Importa pensar a abundância dos artefatos tecnológicos nas cenas da educação actual. Não descurar a construção colectiva, no interior da escola, da sua utilização. É que chuvas de Verão são tão intensas quanto rápidas. Será o caso das chuvas de meios tecnológicos nas escolas?

Tinha um notebook no meio do caminho. Era um modelo recente, equipado com bateria para horas de uso, em qualquer lugar do planeta. Com DVD: nitidez de som e imagem. O objeto mais multimídia disponível no mercado, pelo menos até aquela data. A professora, proprietária, nem queria pensar em quanto tempo ele se tornaria obsoleto. Poderia ser antes mesmo da última prestação, mas não fazia o menor sentido pensar nisso justo naquele momento, com todos os olhares cravados na tela de matriz ativa, enquanto o clique-clique do mouse embutido ia velozmente abrindo e fechando janelas, mostrando-escondendo coisas, as mais variadas.

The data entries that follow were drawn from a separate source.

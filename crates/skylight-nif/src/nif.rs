//! Host-facing function table
//!
//! Every entry decodes its [`Term`] arguments, calls into the typed bridge
//! API and encodes the result the way the host expects:
//!
//! | result               | term                                   |
//! |----------------------|----------------------------------------|
//! | load                 | `{ok, loaded}`, `{ok, already_loaded}`, `error` |
//! | soft success/failure | `ok` / `error`                         |
//! | `track_desc`         | `true` / `false`                       |
//! | getters              | binary                                 |
//! | clock, span handles  | integer                                |
//! | constructors         | handle term                            |
//!
//! Hard failures come back as `Err(BridgeError)`, which the host raises.
//! Every entry except `load_libskylight` checks the gate before it looks
//! at its arguments.

use crate::error::{BridgeError, BridgeResult};
use crate::gate::Gate;
use crate::instrumenter::Instrumenter;
use crate::sql;
use crate::term::{Args, Term, ToTerm};
use crate::trace::{SpanHandle, Trace};

/// Host module the functions are registered under
pub const MODULE_NAME: &str = "Elixir.Skylight.NIF";

type NifFn = for<'a> fn(&'a Gate, Args<'a>) -> BridgeResult<Term>;

/// One entry of the function table
#[derive(Clone, Copy)]
pub struct NifFunction {
    /// Host-visible name
    pub name: &'static str,
    /// Number of arguments
    pub arity: usize,
    fun: NifFn,
}

impl std::fmt::Debug for NifFunction {
    fn fmt(&self, f: &mut std::fmt::Formatter<'_>) -> std::fmt::Result {
        write!(f, "{}/{}", self.name, self.arity)
    }
}

macro_rules! nif {
    ($name:ident / $arity:literal) => {
        NifFunction {
            name: stringify!($name),
            arity: $arity,
            fun: $name,
        }
    };
}

static FUNCTIONS: [NifFunction; 18] = [
    nif!(load_libskylight / 1),
    nif!(hrtime / 0),
    nif!(instrumenter_new / 1),
    nif!(instrumenter_start / 1),
    nif!(instrumenter_stop / 1),
    nif!(instrumenter_submit_trace / 2),
    nif!(instrumenter_track_desc / 3),
    nif!(trace_new / 3),
    nif!(trace_start / 1),
    nif!(trace_endpoint / 1),
    nif!(trace_set_endpoint / 2),
    nif!(trace_uuid / 1),
    nif!(trace_set_uuid / 2),
    nif!(trace_instrument / 3),
    nif!(trace_span_set_title / 3),
    nif!(trace_span_set_desc / 3),
    nif!(trace_span_done / 3),
    nif!(lex_sql / 1),
];

/// The function table bound to a gate
#[derive(Debug, Clone, Copy)]
pub struct NifModule<'g> {
    gate: &'g Gate,
}

impl NifModule<'static> {
    /// The table bound to the process-wide gate
    pub fn global() -> Self {
        NifModule::new(Gate::global())
    }
}

impl<'g> NifModule<'g> {
    /// Bind the table to `gate`
    pub fn new(gate: &'g Gate) -> Self {
        NifModule { gate }
    }

    /// The gate calls go through
    pub fn gate(&self) -> &'g Gate {
        self.gate
    }

    /// Every registered function, in registration order
    pub fn functions() -> &'static [NifFunction] {
        &FUNCTIONS
    }

    /// Call `name` with `args`.
    ///
    /// An unknown name, or a known name with the wrong number of
    /// arguments, is `InvalidArgument`.
    pub fn call(&self, name: &str, args: &[Term]) -> BridgeResult<Term> {
        let function = FUNCTIONS
            .iter()
            .find(|f| f.name == name && f.arity == args.len())
            .ok_or_else(|| {
                BridgeError::InvalidArgument(format!(
                    "undefined function {}/{}",
                    name,
                    args.len()
                ))
            })?;
        (function.fun)(self.gate, Args::new(args))
    }
}

// ============================================================================
// Loader
// ============================================================================

fn load_libskylight<'a>(gate: &'a Gate, args: Args<'a>) -> BridgeResult<Term> {
    // Decided before the path is looked at.
    if gate.is_loaded() {
        return Ok(crate::gate::LoadStatus::AlreadyLoaded.to_term());
    }
    let path: &[u8] = args.get(0)?;
    Ok(match gate.load_bytes(path) {
        Ok(status) => status.to_term(),
        Err(_) => Term::ERROR,
    })
}

fn hrtime<'a>(gate: &'a Gate, _args: Args<'a>) -> BridgeResult<Term> {
    Ok(gate.hrtime()?.to_term())
}

// ============================================================================
// Instrumenter
// ============================================================================

fn instrumenter_new<'a>(gate: &'a Gate, args: Args<'a>) -> BridgeResult<Term> {
    gate.libskylight()?;
    let env: Vec<&[u8]> = args.get(0)?;
    Ok(Instrumenter::new(gate, &env)?.to_term())
}

fn instrumenter_start<'a>(gate: &'a Gate, args: Args<'a>) -> BridgeResult<Term> {
    gate.libskylight()?;
    let inst: &Instrumenter = args.get(0)?;
    Ok(inst.start().to_term())
}

fn instrumenter_stop<'a>(gate: &'a Gate, args: Args<'a>) -> BridgeResult<Term> {
    gate.libskylight()?;
    let inst: &Instrumenter = args.get(0)?;
    Ok(inst.stop().to_term())
}

fn instrumenter_submit_trace<'a>(gate: &'a Gate, args: Args<'a>) -> BridgeResult<Term> {
    gate.libskylight()?;
    let inst: &Instrumenter = args.get(0)?;
    let trace: &Trace = args.get(1)?;
    Ok(inst.submit_trace(trace)?.to_term())
}

fn instrumenter_track_desc<'a>(gate: &'a Gate, args: Args<'a>) -> BridgeResult<Term> {
    gate.libskylight()?;
    let inst: &Instrumenter = args.get(0)?;
    let endpoint: &[u8] = args.get(1)?;
    let description: &[u8] = args.get(2)?;
    Ok(inst.track_description(endpoint, description)?.to_term())
}

// ============================================================================
// Trace
// ============================================================================

fn trace_new<'a>(gate: &'a Gate, args: Args<'a>) -> BridgeResult<Term> {
    gate.libskylight()?;
    let start: u64 = args.get(0)?;
    let uuid: &[u8] = args.get(1)?;
    let endpoint: &[u8] = args.get(2)?;
    Ok(Trace::new(gate, start, uuid, endpoint)?.to_term())
}

fn trace_start<'a>(gate: &'a Gate, args: Args<'a>) -> BridgeResult<Term> {
    gate.libskylight()?;
    let trace: &Trace = args.get(0)?;
    Ok(trace.start()?.to_term())
}

fn trace_endpoint<'a>(gate: &'a Gate, args: Args<'a>) -> BridgeResult<Term> {
    gate.libskylight()?;
    let trace: &Trace = args.get(0)?;
    Ok(trace.endpoint()?.to_term())
}

fn trace_set_endpoint<'a>(gate: &'a Gate, args: Args<'a>) -> BridgeResult<Term> {
    gate.libskylight()?;
    let trace: &Trace = args.get(0)?;
    let endpoint: &[u8] = args.get(1)?;
    Ok(trace.set_endpoint(endpoint)?.to_term())
}

fn trace_uuid<'a>(gate: &'a Gate, args: Args<'a>) -> BridgeResult<Term> {
    gate.libskylight()?;
    let trace: &Trace = args.get(0)?;
    Ok(trace.uuid()?.to_term())
}

fn trace_set_uuid<'a>(gate: &'a Gate, args: Args<'a>) -> BridgeResult<Term> {
    gate.libskylight()?;
    let trace: &Trace = args.get(0)?;
    let uuid: &[u8] = args.get(1)?;
    Ok(trace.set_uuid(uuid)?.to_term())
}

fn trace_instrument<'a>(gate: &'a Gate, args: Args<'a>) -> BridgeResult<Term> {
    gate.libskylight()?;
    let trace: &Trace = args.get(0)?;
    let time: u64 = args.get(1)?;
    let category: &[u8] = args.get(2)?;
    Ok(trace.instrument(time, category)?.to_term())
}

fn trace_span_set_title<'a>(gate: &'a Gate, args: Args<'a>) -> BridgeResult<Term> {
    gate.libskylight()?;
    let trace: &Trace = args.get(0)?;
    let span: SpanHandle = args.get(1)?;
    let title: &[u8] = args.get(2)?;
    Ok(trace.span_set_title(span, title)?.to_term())
}

fn trace_span_set_desc<'a>(gate: &'a Gate, args: Args<'a>) -> BridgeResult<Term> {
    gate.libskylight()?;
    let trace: &Trace = args.get(0)?;
    let span: SpanHandle = args.get(1)?;
    let desc: &[u8] = args.get(2)?;
    Ok(trace.span_set_description(span, desc)?.to_term())
}

fn trace_span_done<'a>(gate: &'a Gate, args: Args<'a>) -> BridgeResult<Term> {
    gate.libskylight()?;
    let trace: &Trace = args.get(0)?;
    let span: SpanHandle = args.get(1)?;
    // The host passes a 32-bit time here.
    let time: u32 = args.get(2)?;
    Ok(trace.span_done(span, u64::from(time))?.to_term())
}

// ============================================================================
// SQL
// ============================================================================

fn lex_sql<'a>(gate: &'a Gate, args: Args<'a>) -> BridgeResult<Term> {
    gate.libskylight()?;
    let sql: &[u8] = args.get(0)?;
    Ok(sql::lex_sql(gate, sql)?.to_term())
}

Que tesouros estariam escondidos lá? Só os apocalípticos pensariam nele como uma nova versão da caixa de Pandora. Por outro lado, como pensar nos que pensariam nele como o depositário das respostas para todas as perguntas? Mas, afinal, por que pensar nisso em meio a tanto encantamento e à impressão de infinitas possibilidades?  Ele, o objeto, ali, aberto, ágil e disponível. Pronto para ser usado por aqueles sujeitos.
Os dois parágrafos acima estão às páginas 76-77 do livro Formação de professores, tecnologias e linguagens, que publiquei em 2002 pela Loyola. A imagem das pessoas se movimentando em torno do notebook parecia importante, na medida em que materializava a centralidade daquele artefato luxuoso, muitíssimo mais caro do que um computador de mesa, objeto de desejo também por ser portátil. Era um notebook com pessoas em volta.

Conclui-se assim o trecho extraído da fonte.